*Problem to solve:* Reproduce each record exactly.

Collected data entries
━━━━━━━━━━━━━━━━

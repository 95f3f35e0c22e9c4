use axum::{
    extract::DefaultBodyLimit,
    http::{header, HeaderValue, Method},
    routing::{delete, get, post, put},
    Router,
};
use std::sync::Arc;
use tower_http::cors::{Any, CorsLayer};
use tower_http::trace::TraceLayer;

use super::handlers;
use crate::AppState;

pub fn create_router(state: Arc<AppState>) -> Router {
    let upload_limit = state.config.max_upload_size as usize;

    let mut router = Router::new()
        // Gallery
        .route("/api/images", get(handlers::list_images))
        .route("/images/:id", get(handlers::get_image))
        .route(
            "/upload",
            post(handlers::upload_image).layer(DefaultBodyLimit::max(upload_limit)),
        )
        .route("/api/images/:id", put(handlers::update_image))
        .route("/api/images/:id", delete(handlers::delete_image))
        .route("/imageRoute/reorder", put(handlers::reorder_images))
        // Landing-page slideshow
        .route("/api/landing-page-gallery", get(handlers::list_slides))
        .route(
            "/api/landing-page-gallery",
            post(handlers::create_slide).layer(DefaultBodyLimit::max(upload_limit)),
        )
        .route("/api/landing-page-gallery/:id", put(handlers::update_slide))
        .route(
            "/api/landing-page-gallery/:id",
            delete(handlers::delete_slide),
        )
        // Selected series
        .route("/api/selected-series", get(handlers::list_series))
        .route(
            "/api/selected-series",
            post(handlers::create_series).layer(DefaultBodyLimit::max(upload_limit)),
        )
        .route("/api/selected-series/:id", get(handlers::get_series))
        .route(
            "/api/selected-series/:id",
            put(handlers::update_series).layer(DefaultBodyLimit::max(upload_limit)),
        )
        .route("/api/selected-series/:id", delete(handlers::delete_series))
        // Selected works
        .route("/api/selected-works", get(handlers::list_works))
        .route("/api/selected-works", post(handlers::create_work))
        .route(
            "/api/selected-works/upload",
            post(handlers::upload_work).layer(DefaultBodyLimit::max(upload_limit)),
        )
        .route("/api/selected-works/reorder", put(handlers::reorder_works))
        .route(
            "/api/selected-works/series/:selected_series_id",
            get(handlers::list_works_by_series),
        )
        .route("/api/selected-works/:id", get(handlers::get_work))
        .route("/api/selected-works/:id", put(handlers::update_work))
        .route("/api/selected-works/:id", delete(handlers::delete_work))
        // Bio, settings, profile pictures
        .route("/api/bio", get(handlers::get_bio))
        .route("/api/bio", post(handlers::update_bio))
        .route(
            "/api/settings/background-image",
            get(handlers::get_background_image),
        )
        .route(
            "/api/settings/background-image",
            post(handlers::set_background_image),
        )
        .route(
            "/api/profile-pictures",
            get(handlers::list_profile_pictures),
        )
        .route(
            "/api/profile-picture",
            post(handlers::upload_profile_picture).layer(DefaultBodyLimit::max(upload_limit)),
        )
        .route(
            "/api/profile-pictures/:id",
            delete(handlers::delete_profile_picture),
        )
        // CV documents
        .route("/api/cv", get(handlers::list_documents))
        .route(
            "/api/cv/upload",
            post(handlers::upload_document).layer(DefaultBodyLimit::max(upload_limit)),
        )
        .route("/api/cv/:id", delete(handlers::delete_document))
        // Auth + admin probe
        .route("/auth/login", post(handlers::login))
        .route("/auth/register", post(handlers::register))
        .route("/admin/dashboard", get(handlers::dashboard))
        // Contact form
        .route("/api/send-email", post(handlers::send_email))
        // Locally stored blobs
        .route("/media/*name", get(handlers::serve_media))
        // Internal
        .route("/_internal/health", get(handlers::health));

    // Test-only routes
    if state.config.test_mode {
        tracing::warn!("Test mode enabled — purge route is available.");
        router = router.route("/admin/purge", delete(handlers::admin_purge));
    }

    router
        .fallback(handlers::spa_fallback)
        .layer(TraceLayer::new_for_http())
        .layer(cors_layer(&state.config.server.cors_origins))
        .with_state(state)
}

fn cors_layer(origins: &[String]) -> CorsLayer {
    let layer = CorsLayer::new()
        .allow_methods([Method::GET, Method::POST, Method::PUT, Method::DELETE])
        .allow_headers([header::CONTENT_TYPE, header::AUTHORIZATION]);

    if origins.is_empty() {
        layer.allow_origin(Any)
    } else {
        let origins: Vec<HeaderValue> = origins.iter().filter_map(|o| o.parse().ok()).collect();
        layer.allow_origin(origins)
    }
}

━━━━━━━━━━━━━━━━

*Answer to the problem:*
repository 95f3f35e0c22e9c4
use axum::{
    extract::DefaultBodyLimit,
    http::{header, HeaderValue, Method},
    routing::{delete, get, post, put},
    Router,
};
use std::sync::Arc;
use tower_http::cors::{Any, CorsLayer};
use tower_http::trace::TraceLayer;

use super::handlers;
use crate::AppState;

pub fn create_router(state: Arc<AppState>) -> Router {
    let upload_limit = state.config.max_upload_size as usize;

    let mut router = Router::new()
        // Gallery
        .route("/api/images", get(handlers::list_images))
        .route("/images/:id", get(handlers::get_image))
        .route(
            "/upload",
            post(handlers::upload_image).layer(DefaultBodyLimit::max(upload_limit)),
        )
        .route("/api/images/:id", put(handlers::update_image))
        .route("/api/images/:id", delete(handlers::delete_image))
        .route("/imageRoute/reorder", put(handlers::reorder_images))
        // Landing-page slideshow
        .route("/api/landing-page-gallery", get(handlers::list_slides))
        .route(
            "/api/landing-page-gallery",
            post(handlers::create_slide).layer(DefaultBodyLimit::max(upload_limit)),
        )
        .route("/api/landing-page-gallery/:id", put(handlers::update_slide))
        .route(
            "/api/landing-page-gallery/:id",
            delete(handlers::delete_slide),
        )
        // Selected series
        .route("/api/selected-series", get(handlers::list_series))
        .route(
            "/api/selected-series",
            post(handlers::create_series).layer(DefaultBodyLimit::max(upload_limit)),
        )
        .route("/api/selected-series/:id", get(handlers::get_series))
        .route(
            "/api/selected-series/:id",
            put(handlers::update_series).layer(DefaultBodyLimit::max(upload_limit)),
        )
        .route("/api/selected-series/:id", delete(handlers::delete_series))
        // Selected works
        .route("/api/selected-works", get(handlers::list_works))
        .route("/api/selected-works", post(handlers::create_work))
        .route(
            "/api/selected-works/upload",
            post(handlers::upload_work).layer(DefaultBodyLimit::max(upload_limit)),
        )
        .route("/api/selected-works/reorder", put(handlers::reorder_works))
        .route(
            "/api/selected-works/series/:selected_series_id",
            get(handlers::list_works_by_series),
        )
        .route("/api/selected-works/:id", get(handlers::get_work))
        .route("/api/selected-works/:id", put(handlers::update_work))
        .route("/api/selected-works/:id", delete(handlers::delete_work))
        // Bio, settings, profile pictures
        .route("/api/bio", get(handlers::get_bio))
        .route("/api/bio", post(handlers::update_bio))
        .route(
            "/api/settings/background-image",
            get(handlers::get_background_image),
        )
        .route(
            "/api/settings/background-image",
            post(handlers::set_background_image),
        )
        .route(
            "/api/profile-pictures",
            get(handlers::list_profile_pictures),
        )
        .route(
            "/api/profile-picture",
            post(handlers::upload_profile_picture).layer(DefaultBodyLimit::max(upload_limit)),
        )
        .route(
            "/api/profile-pictures/:id",
            delete(handlers::delete_profile_picture),
        )
        // CV documents
        .route("/api/cv", get(handlers::list_documents))
        .route(
            "/api/cv/upload",
            post(handlers::upload_document).layer(DefaultBodyLimit::max(upload_limit)),
        )
        .route("/api/cv/:id", delete(handlers::delete_document))
        // Auth + admin probe
        .route("/auth/login", post(handlers::login))
        .route("/auth/register", post(handlers::register))
        .route("/admin/dashboard", get(handlers::dashboard))
        // Contact form
        .route("/api/send-email", post(handlers::send_email))
        // Locally stored blobs
        .route("/media/*name", get(handlers::serve_media))
        // Internal
        .route("/_internal/health", get(handlers::health));

    // Test-only routes
    if state.config.test_mode {
        tracing::warn!("Test mode enabled — purge route is available.");
        router = router.route("/admin/purge", delete(handlers::admin_purge));
    }

    router
        .fallback(handlers::spa_fallback)
        .layer(TraceLayer::new_for_http())
        .layer(cors_layer(&state.config.server.cors_origins))
        .with_state(state)
}

fn cors_layer(origins: &[String]) -> CorsLayer {
    let layer = CorsLayer::new()
        .allow_methods([Method::GET, Method::POST, Method::PUT, Method::DELETE])
        .allow_headers([header::CONTENT_TYPE, header::AUTHORIZATION]);

    if origins.is_empty() {
        layer.allow_origin(Any)
    } else {
        let origins: Vec<HeaderValue> = origins.iter().filter_map(|o| o.parse().ok()).collect();
        layer.allow_origin(origins)
    }
}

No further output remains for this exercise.